Why Do Some Mediations Fail?

By Richard Thomas, Partner

It is no secret that mediations enjoy a very high success rate, and this is certainly our experience here at IDR Law. This accords with the 2023 Tenth CEDR Mediation Audit, which reported an overall success rate for civil and commercial mediations in the UK at 92%. With this in mind, what can we learn about the 8% of mediations which do not result in any form of settlement, either on the day or shortly after?

The obvious starting point is that each case is unique and there can be any number of personal, legal, emotional, logistical or circumstantial reasons why a particular set of parties fail to reach agreement. However, based on our experience we have tried to collate three of the more common reasons, with the hope that in understanding these, parties embroiled in inheritance disputes can have an even higher chance of success in mediations than they do already.

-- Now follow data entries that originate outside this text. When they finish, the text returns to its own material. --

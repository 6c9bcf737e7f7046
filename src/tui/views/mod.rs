//! Pages, sidebar and status bar

pub mod categories;
pub mod goals;
pub mod home;
pub mod limits;
pub mod settings;
pub mod sidebar;
pub mod status_bar;
pub mod transactions;

use ratatui::{
    layout::{Constraint, Rect},
    text::Span,
    widgets::{Block, Borders, Paragraph, Row, Table},
    Frame,
};

use super::app::{App, Page};
use super::dialogs;
use super::layout::AppLayout;
use super::theme::Palette;
use super::widgets::{toast_areas, ToastWidget};

/// Draw the whole screen
pub fn render(frame: &mut Frame, app: &App) {
    let layout = AppLayout::new(frame.area());

    sidebar::render(frame, app, layout.sidebar);
    match app.page {
        Page::Home => home::render(frame, app, layout.main),
        Page::Categories => categories::render(frame, app, layout.main),
        Page::Limits => limits::render(frame, app, layout.main),
        Page::Goals => goals::render(frame, app, layout.main),
        Page::Transactions => transactions::render(frame, app, layout.main),
        Page::Settings => settings::render(frame, app, layout.main),
    }
    status_bar::render(frame, app, layout.status_bar);

    if app.has_dialog() {
        dialogs::render(frame, app);
    }

    let toasts = app.toasts.visible();
    for (toast, area) in toasts.iter().zip(toast_areas(frame.area(), toasts.len())) {
        frame.render_widget(ToastWidget::new(toast), area);
    }
}

/// Bordered block with a styled title
pub fn page_block(title: &str, palette: Palette) -> Block<'static> {
    Block::default()
        .title(Span::styled(format!(" {} ", title), palette.title()))
        .borders(Borders::ALL)
        .border_style(palette.border(false))
}

/// Key hints for the bottom border of a page
pub fn hint(text: &'static str, palette: Palette) -> Span<'static> {
    Span::styled(text, palette.muted())
}

/// Draw a table with one selected row, scrolled to keep it visible
pub fn render_table<'a, const N: usize>(
    frame: &mut Frame,
    area: Rect,
    block: Block<'a>,
    header: [&'a str; N],
    widths: [Constraint; N],
    rows: Vec<Row<'a>>,
    selected: usize,
    palette: Palette,
) {
    let (start, end) = visible_window(selected, rows.len(), area);
    let rows: Vec<Row> = rows
        .into_iter()
        .enumerate()
        .skip(start)
        .take(end - start)
        .map(|(i, row)| {
            if i == selected {
                row.style(palette.selected())
            } else {
                row
            }
        })
        .collect();
    let table = Table::new(rows, widths)
        .header(Row::new(header).style(palette.muted()))
        .block(block);
    frame.render_widget(table, area);
}

/// Placeholder text for a page with nothing to list
pub fn render_empty(frame: &mut Frame, area: Rect, block: Block<'_>, text: &str, palette: Palette) {
    frame.render_widget(Paragraph::new(text).style(palette.muted()).block(block), area);
}

/// Range of table rows to draw so `selected` stays on screen
///
/// `area` is the bordered table including its header row.
pub fn visible_window(selected: usize, len: usize, area: Rect) -> (usize, usize) {
    let rows = area.height.saturating_sub(3) as usize;
    if rows == 0 || len <= rows {
        return (0, len);
    }
    let start = selected.saturating_sub(rows - 1);
    (start, (start + rows).min(len))
}

#[cfg(test)]
mod tests {
    use super::*;

    #[test]
    fn test_visible_window_follows_selection() {
        let area = Rect::new(0, 0, 40, 13);
        assert_eq!(visible_window(0, 5, area), (0, 5));
        assert_eq!(visible_window(0, 50, area), (0, 10));
        assert_eq!(visible_window(25, 50, area), (16, 26));
        assert_eq!(visible_window(49, 50, area), (40, 50));
    }
}
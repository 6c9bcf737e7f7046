//! YAML export: the JSON export in a form people can read and edit

use std::io::Write;

use crate::error::{BudgetError, BudgetResult};
use crate::export::json::BudgetExport;
use crate::models::BudgetId;
use crate::storage::Storage;

pub fn export_full_yaml<W: Write>(storage: &Storage, budget_id: BudgetId, mut writer: W) -> BudgetResult<()> {
    let export = BudgetExport::from_storage(storage, budget_id)?;
    let write_err = |e: std::io::Error| BudgetError::Export(e.to_string());

    writeln!(writer, "# Family budget export: {}", export.budget.name).map_err(write_err)?;
    writeln!(writer, "# Generated: {}", export.exported_at).map_err(write_err)?;
    writeln!(writer, "# App version: {}", export.app_version).map_err(write_err)?;
    writeln!(writer).map_err(write_err)?;

    serde_yaml::to_writer(writer, &export).map_err(|e| BudgetError::Export(e.to_string()))
}

/// Parse a YAML export; comment lines are ignored by the parser
pub fn read_export_yaml(yaml: &str) -> BudgetResult<BudgetExport> {
    let export: BudgetExport =
        serde_yaml::from_str(yaml).map_err(|e| BudgetError::Import(e.to_string()))?;
    export.validate().map_err(BudgetError::Import)?;
    Ok(export)
}
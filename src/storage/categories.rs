//! Category repository (categories.json)

use crate::error::BudgetError;
use crate::models::{BudgetId, Category};

use super::collection::Collection;

pub type CategoryRepository = Collection<Category>;

impl Collection<Category> {
    /// Categories of a budget ordered by name
    pub fn for_budget(&self, budget_id: BudgetId) -> Result<Vec<Category>, BudgetError> {
        let mut categories = self.filter(|c| c.budget_id == budget_id)?;
        categories.sort_by_key(|c| c.name.to_lowercase());
        Ok(categories)
    }

    pub fn find_by_name(
        &self,
        budget_id: BudgetId,
        name: &str,
    ) -> Result<Option<Category>, BudgetError> {
        Ok(self
            .filter(|c| c.budget_id == budget_id && c.is_named(name))?
            .into_iter()
            .next())
    }
}

#[cfg(test)]
mod tests {
    use super::*;
    use crate::models::TransactionKind;
    use tempfile::TempDir;

    #[test]
    fn test_for_budget_sorted_by_name() {
        let temp_dir = TempDir::new().unwrap();
        let repo = CategoryRepository::new(temp_dir.path().join("categories.json"));
        let budget = BudgetId::new();

        for name in ["transport", "Groceries", "Health"] {
            repo.upsert(Category::new(budget, name, TransactionKind::Expense))
                .unwrap();
        }
        repo.upsert(Category::new(BudgetId::new(), "Other", TransactionKind::Expense))
            .unwrap();

        let names: Vec<_> = repo
            .for_budget(budget)
            .unwrap()
            .into_iter()
            .map(|c| c.name)
            .collect();
        assert_eq!(names, vec!["Groceries", "Health", "transport"]);

        assert!(repo.find_by_name(budget, "HEALTH").unwrap().is_some());
        assert!(repo.find_by_name(budget, "Other").unwrap().is_none());
    }
}
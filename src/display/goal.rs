//! Savings goal formatting

use chrono::NaiveDate;
use tabled::Tabled;

use crate::currency::format_money;
use crate::display::format::{percent, progress_bar};
use crate::display::render_table;
use crate::models::{Currency, Goal};
use crate::services::GoalStats;

#[derive(Tabled)]
struct GoalRow {
    #[tabled(rename = "ID")]
    id: String,
    #[tabled(rename = "Goal")]
    name: String,
    #[tabled(rename = "Saved")]
    saved: String,
    #[tabled(rename = "Target")]
    target: String,
    #[tabled(rename = "Progress")]
    progress: String,
    #[tabled(rename = "Deadline")]
    deadline: String,
}

/// Deadline text: "done", "overdue" or days left
pub fn deadline_label(goal: &Goal, today: NaiveDate) -> String {
    if goal.completed {
        return "done".to_string();
    }
    if goal.is_overdue(today) {
        return format!("{} (overdue)", goal.deadline.format("%Y-%m-%d"));
    }
    let days = goal.days_left(today);
    match days {
        0 => format!("{} (today)", goal.deadline.format("%Y-%m-%d")),
        1 => format!("{} (1 day)", goal.deadline.format("%Y-%m-%d")),
        _ => format!("{} ({} days)", goal.deadline.format("%Y-%m-%d"), days),
    }
}

pub fn format_goal_list(goals: &[Goal], currency: Currency, today: NaiveDate) -> String {
    if goals.is_empty() {
        return "No goals yet. Add one with 'famb goal add'.".to_string();
    }
    render_table(
        goals
            .iter()
            .map(|g| GoalRow {
                id: g.id.to_string(),
                name: g.name.clone(),
                saved: format_money(g.current_amount, currency),
                target: format_money(g.target_amount, currency),
                progress: format!(
                    "{} {}",
                    progress_bar(g.progress_percent(), 12),
                    percent(g.progress_percent())
                ),
                deadline: deadline_label(g, today),
            })
            .collect(),
    )
}

pub fn format_goal_stats(stats: &GoalStats, currency: Currency) -> String {
    format!(
        "Goals:     {} ({} active, {} completed, {} overdue)\n\
         Saved:     {} of {}\n\
         Progress:  {} {}\n",
        stats.total,
        stats.active,
        stats.completed,
        stats.overdue,
        format_money(stats.saved_total, currency),
        format_money(stats.target_total, currency),
        progress_bar(stats.percent, 20),
        percent(stats.percent)
    )
}
//! Account commands: register, login, logout, whoami, profile

use clap::Args;

use crate::display::format::mask_email;
use crate::error::BudgetResult;
use crate::services::BudgetService;

use super::context::{password_or_prompt, CliContext};

#[derive(Args)]
pub struct RegisterArgs {
    /// Email address used to sign in
    pub email: String,
    /// Name shown on your member card
    #[arg(short, long)]
    pub name: Option<String>,
    /// Password (prompted for when omitted)
    #[arg(long, env = "FAMB_PASSWORD", hide_env_values = true)]
    pub password: Option<String>,
}

#[derive(Args)]
pub struct LoginArgs {
    pub email: String,
    /// Password (prompted for when omitted)
    #[arg(long, env = "FAMB_PASSWORD", hide_env_values = true)]
    pub password: Option<String>,
}

#[derive(Args)]
pub struct ProfileArgs {
    /// New display name
    #[arg(short, long)]
    pub name: Option<String>,
    /// Change the password (asks for the current and new one)
    #[arg(long)]
    pub change_password: bool,
}

pub fn handle_register(ctx: &CliContext, args: RegisterArgs) -> BudgetResult<()> {
    let password = password_or_prompt(args.password, "Password: ")?;
    let name = args.name.unwrap_or_default();
    let user = ctx.auth().register(&args.email, &password, &name)?;
    println!("Welcome, {}! You are signed in as {}.", user.display_name, user.email);

    let budget = ctx.active_budget(&user)?;
    println!("Your budget '{}' is ready. Invite code: {}", budget.name, budget.invite_code);
    Ok(())
}

pub fn handle_login(ctx: &CliContext, args: LoginArgs) -> BudgetResult<()> {
    let password = password_or_prompt(args.password, "Password: ")?;
    let user = ctx.auth().login(&args.email, &password)?;
    println!("Signed in as {} ({}).", user.display_name, user.email);
    Ok(())
}

pub fn handle_logout(ctx: &CliContext) -> BudgetResult<()> {
    if !ctx.auth().is_authenticated() {
        println!("Not signed in.");
        return Ok(());
    }
    ctx.auth().logout()?;
    println!("Signed out.");
    Ok(())
}

pub fn handle_whoami(ctx: &CliContext) -> BudgetResult<()> {
    let Some(user) = ctx.auth().current_user()? else {
        println!("Not signed in. Run 'famb login <email>'.");
        return Ok(());
    };
    println!("{} <{}>", user.display_name, mask_email(&user.email));

    let budgets = BudgetService::new(ctx.storage()).get_user_budgets(user.id)?;
    let active = ctx.auth().active_budget_id()?;
    for budget in budgets {
        let marker = if Some(budget.id) == active { "*" } else { " " };
        println!("  {} {} ({})", marker, budget.name, budget.invite_code);
    }
    Ok(())
}

pub fn handle_profile(ctx: &CliContext, args: ProfileArgs) -> BudgetResult<()> {
    let mut user = ctx.user()?;
    if let Some(name) = args.name {
        user = ctx.auth().update_profile(&name)?;
        println!("Display name changed to '{}'.", user.display_name);
    }
    if args.change_password {
        let current = password_or_prompt(None, "Current password: ")?;
        let new = password_or_prompt(None, "New password: ")?;
        ctx.auth().change_password(&current, &new)?;
        println!("Password changed.");
    }

    println!("Name:    {}", user.display_name);
    println!("Email:   {}", user.email);
    println!("Joined:  {}", user.created_at.format("%Y-%m-%d"));
    Ok(())
}
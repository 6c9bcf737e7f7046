//! Rolling backups of the shared data directory
//!
//! [`BackupManager`] writes dated archives of all six collections and prunes
//! them according to [`BackupRetention`](crate::config::settings::BackupRetention).
//! [`RestoreManager`] validates an archive and writes it back atomically.
//!
//! By default the last 30 daily backups and 12 monthly backups are kept.

mod manager;
mod restore;

pub use manager::{BackupArchive, BackupInfo, BackupManager, BACKUP_SCHEMA_VERSION};
pub use restore::{RestoreManager, RestoreResult, ValidationResult};
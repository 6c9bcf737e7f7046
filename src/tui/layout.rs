//! Screen regions: sidebar, page, status bar

use ratatui::layout::{Constraint, Direction, Layout, Rect};

pub struct AppLayout {
    pub sidebar: Rect,
    pub main: Rect,
    pub status_bar: Rect,
}

impl AppLayout {
    pub fn new(area: Rect) -> Self {
        let vertical = Layout::default()
            .direction(Direction::Vertical)
            .constraints([Constraint::Min(3), Constraint::Length(1)])
            .split(area);

        let horizontal = Layout::default()
            .direction(Direction::Horizontal)
            .constraints([Constraint::Length(24), Constraint::Min(40)])
            .split(vertical[0]);

        Self {
            sidebar: horizontal[0],
            main: horizontal[1],
            status_bar: vertical[1],
        }
    }
}

/// Header strip above a page's content
pub struct PageLayout {
    pub header: Rect,
    pub content: Rect,
}

impl PageLayout {
    pub fn new(area: Rect, header_height: u16) -> Self {
        let chunks = Layout::default()
            .direction(Direction::Vertical)
            .constraints([Constraint::Length(header_height), Constraint::Min(3)])
            .split(area);

        Self {
            header: chunks[0],
            content: chunks[1],
        }
    }
}

/// Split an area into `count` equal columns
pub fn columns(area: Rect, count: usize) -> Vec<Rect> {
    if count == 0 {
        return Vec::new();
    }
    let constraints = vec![Constraint::Ratio(1, count as u32); count];
    Layout::default()
        .direction(Direction::Horizontal)
        .constraints(constraints)
        .split(area)
        .to_vec()
}

/// Centered rect as a percentage of `r`
pub fn centered_rect(percent_x: u16, percent_y: u16, r: Rect) -> Rect {
    let popup_layout = Layout::default()
        .direction(Direction::Vertical)
        .constraints([
            Constraint::Percentage((100 - percent_y) / 2),
            Constraint::Percentage(percent_y),
            Constraint::Percentage((100 - percent_y) / 2),
        ])
        .split(r);

    Layout::default()
        .direction(Direction::Horizontal)
        .constraints([
            Constraint::Percentage((100 - percent_x) / 2),
            Constraint::Percentage(percent_x),
            Constraint::Percentage((100 - percent_x) / 2),
        ])
        .split(popup_layout[1])[1]
}

/// Fixed-size centered rect, clipped to `r`
pub fn centered_rect_fixed(width: u16, height: u16, r: Rect) -> Rect {
    let x = r.x + (r.width.saturating_sub(width)) / 2;
    let y = r.y + (r.height.saturating_sub(height)) / 2;
    Rect::new(x, y, width.min(r.width), height.min(r.height))
}
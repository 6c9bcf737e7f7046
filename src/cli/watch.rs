//! Following the active budget as other members change it

use std::sync::mpsc;
use std::thread;
use std::time::{Duration, Instant};

use clap::Args;
use tracing::debug;

use crate::currency::format_money;
use crate::error::BudgetResult;
use crate::models::Currency;
use crate::storage::StoreEvent;
use crate::sync::{subscribe_all, unsubscribe_all, BudgetChanges, LiveState, LiveUpdate};

use super::context::CliContext;

#[derive(Args)]
pub struct WatchArgs {
    /// Seconds between checks of the data directory
    #[arg(short, long, default_value = "2")]
    pub interval: u64,
    /// Stop after this many seconds (runs until interrupted when omitted)
    #[arg(long)]
    pub duration: Option<u64>,
}

pub fn handle_watch(ctx: &CliContext, args: WatchArgs) -> BudgetResult<()> {
    let user = ctx.user()?;
    let budget = ctx.active_budget(&user)?;
    let storage = ctx.storage();
    let currency = budget.currency;

    let (tx, rx) = mpsc::channel::<StoreEvent>();
    let subscriptions = subscribe_all(storage, budget.id, move |event: &StoreEvent| {
        let _ = tx.send(event.clone());
    })?;

    let mut live = LiveState::new(budget.id);
    println!("Watching '{}'. Press Ctrl+C to stop.", budget.name);

    let started = Instant::now();
    let interval = Duration::from_secs(args.interval.max(1));
    loop {
        for event in rx.try_iter() {
            report(&live.apply(&event), &live, currency);
        }

        if args
            .duration
            .is_some_and(|limit| started.elapsed() >= Duration::from_secs(limit))
        {
            break;
        }
        thread::sleep(interval);

        let reloaded = storage.refresh_if_changed()?;
        if !reloaded.is_empty() {
            debug!(collections = ?reloaded, "picked up changes");
        }
    }

    unsubscribe_all(storage, subscriptions)
}

fn report(update: &LiveUpdate, live: &LiveState, currency: Currency) {
    match update {
        LiveUpdate::Budget(changes) if changes.initial => {
            println!("Total balance: {}", format_money(live.total_balance(), currency));
        }
        LiveUpdate::Budget(changes) => report_budget(changes, live, currency),
        LiveUpdate::Transactions(changes) if !changes.initial && !changes.added.is_empty() => {
            for txn in live
                .transactions()
                .into_iter()
                .filter(|t| changes.added.contains(&t.id))
            {
                println!(
                    "New {}: {} {} by {}",
                    txn.kind,
                    format_money(txn.amount, currency),
                    txn.category,
                    txn.user_name
                );
            }
        }
        LiveUpdate::Categories(count) => debug!(count, "categories updated"),
        _ => {}
    }
}

fn report_budget(changes: &BudgetChanges, live: &LiveState, currency: Currency) {
    if changes.removed {
        println!("The budget was deleted.");
        return;
    }
    for member in &changes.joined {
        println!("{} joined the budget", member.name);
    }
    for member in &changes.left {
        println!("{} left the budget", member.name);
    }
    for change in &changes.balances {
        let delta = change.delta();
        let sign = if delta.is_negative() { "-" } else { "+" };
        println!(
            "{}: {} ({}{})",
            change.name,
            format_money(change.after, currency),
            sign,
            format_money(delta.abs(), currency)
        );
    }
    if !changes.is_empty() {
        println!("Total balance: {}", format_money(live.total_balance(), currency));
    }
}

  1. Sudden changes to a case on the day or ‘ambushing’

 

It is tough enough on parties in working with the mediator and their legal representative, thinking of all the ramifications of failing to reach agreement, and understanding and then making concessions, and this is where each party’s case is well-known. Now imagine how much harder this is if one party suddenly changes their case or introduces significant new evidence on the day. At the very least, it can set the parties back several hours in having to re-evaluate new legal and commercial risks, but it can also lead to the ‘ambushed’ party losing trust and faith in the other party’s motivations. More fundamentally, the gap between the parties can sometimes expand dramatically, which can move the zone of potential agreement in an entirely unforeseen direction which the parties simply were not prepared for. As ever, preparation is everything and whilst it may seem like ambushing the other party on the day will lead to a better deal, it is more likely to risk the mediation collapsing.

 

  1. Parties not being fully apprised of the risks and/or the strengths and weaknesses of their case

 

The mediator is not a judge and should not provide personal opinions or legal advice concerning the strengths and weaknesses of a particular party’s case; they are a proactive facilitator not an advisor. However, as the mediation progresses the mediator will often need to confidentially  stress-test and explore a given party’s position or approach. This is made much easier if the mediator is covering ground which a party’s legal representative has already covered, and where, as a consequence, the party’s legal advisor may in fact assist the mediator in this regard. It is far harder if the party in question learns about costs consequences, for example, for the first time from the mediator. This can lead to parties losing trust in the mediator and feeling like he or she is taking sides; losing trust in their own legal advisor for not having had those difficult conversations earlier; and delay in having to process consequences or potential outcomes they may not have considered previously. Again, preparation is key, and this includes parties having a solid grasp of their case.

 

  1. Timing

 

One often hears solicitors talking about ‘ticking the mediation box’ and that mediation only needs to be attempted once for a party to achieve the associated costs protection at trial. Whilst the general principle of this is true, there are no restrictions on how many mediations can be attempted if the same would be worthwhile. In reality, however, for most parties they will often have one shot at making it work; usually for costs reasons if nothing else. With this in mind, it is important that due consideration is given to the timing of a mediation. If it is too early, then sometimes not enough is known about each party’s case or the available evidence for a mediation to be effective, and attempts at reaching settlement requires too much of the parties in having to make sweeping assumptions and theoretical guesses based on very little. Psychologically, the parties may also be too early in the process as a whole to feel the need or urge to reach an agreement. If a mediation occurs too late, then costs can sometimes become a barrier to settlement, along with the parties being too entrenched with little to no goodwill remaining. In these cases, parties can sometimes feel that they have gone too far and endured too much not to go all the way, where the concessions demanded on both sides feel too great. This can be particularly pressing in cases where the estate is modest and the legal fees high. Neither of the above circumstances need to be fatal to a mediation, but they can certainly increase the challenge for the mediator, and test both he or she and the parties.

 

As a mediator, fuelled by my continuing experience in acting for clients as a lawyer, my goal is to provide all parties attending mediation with the best chance possible to resolve their dispute on the day. This starts with the right preparation, where I will always be available before a mediation to assist parties in preparing for the mediation, and where part of the mediation process will involve a pre-mediation call with each party and their respective legal advisor (amongst other things, in a bid to try to avoid some of the above issues). During the day, my focus will be on listening, exploring and being the most proactive and focused facilitator possible. Whether parties reach settlement is entirely a matter for them, but at the very least they ought to leave a mediation with no regrets.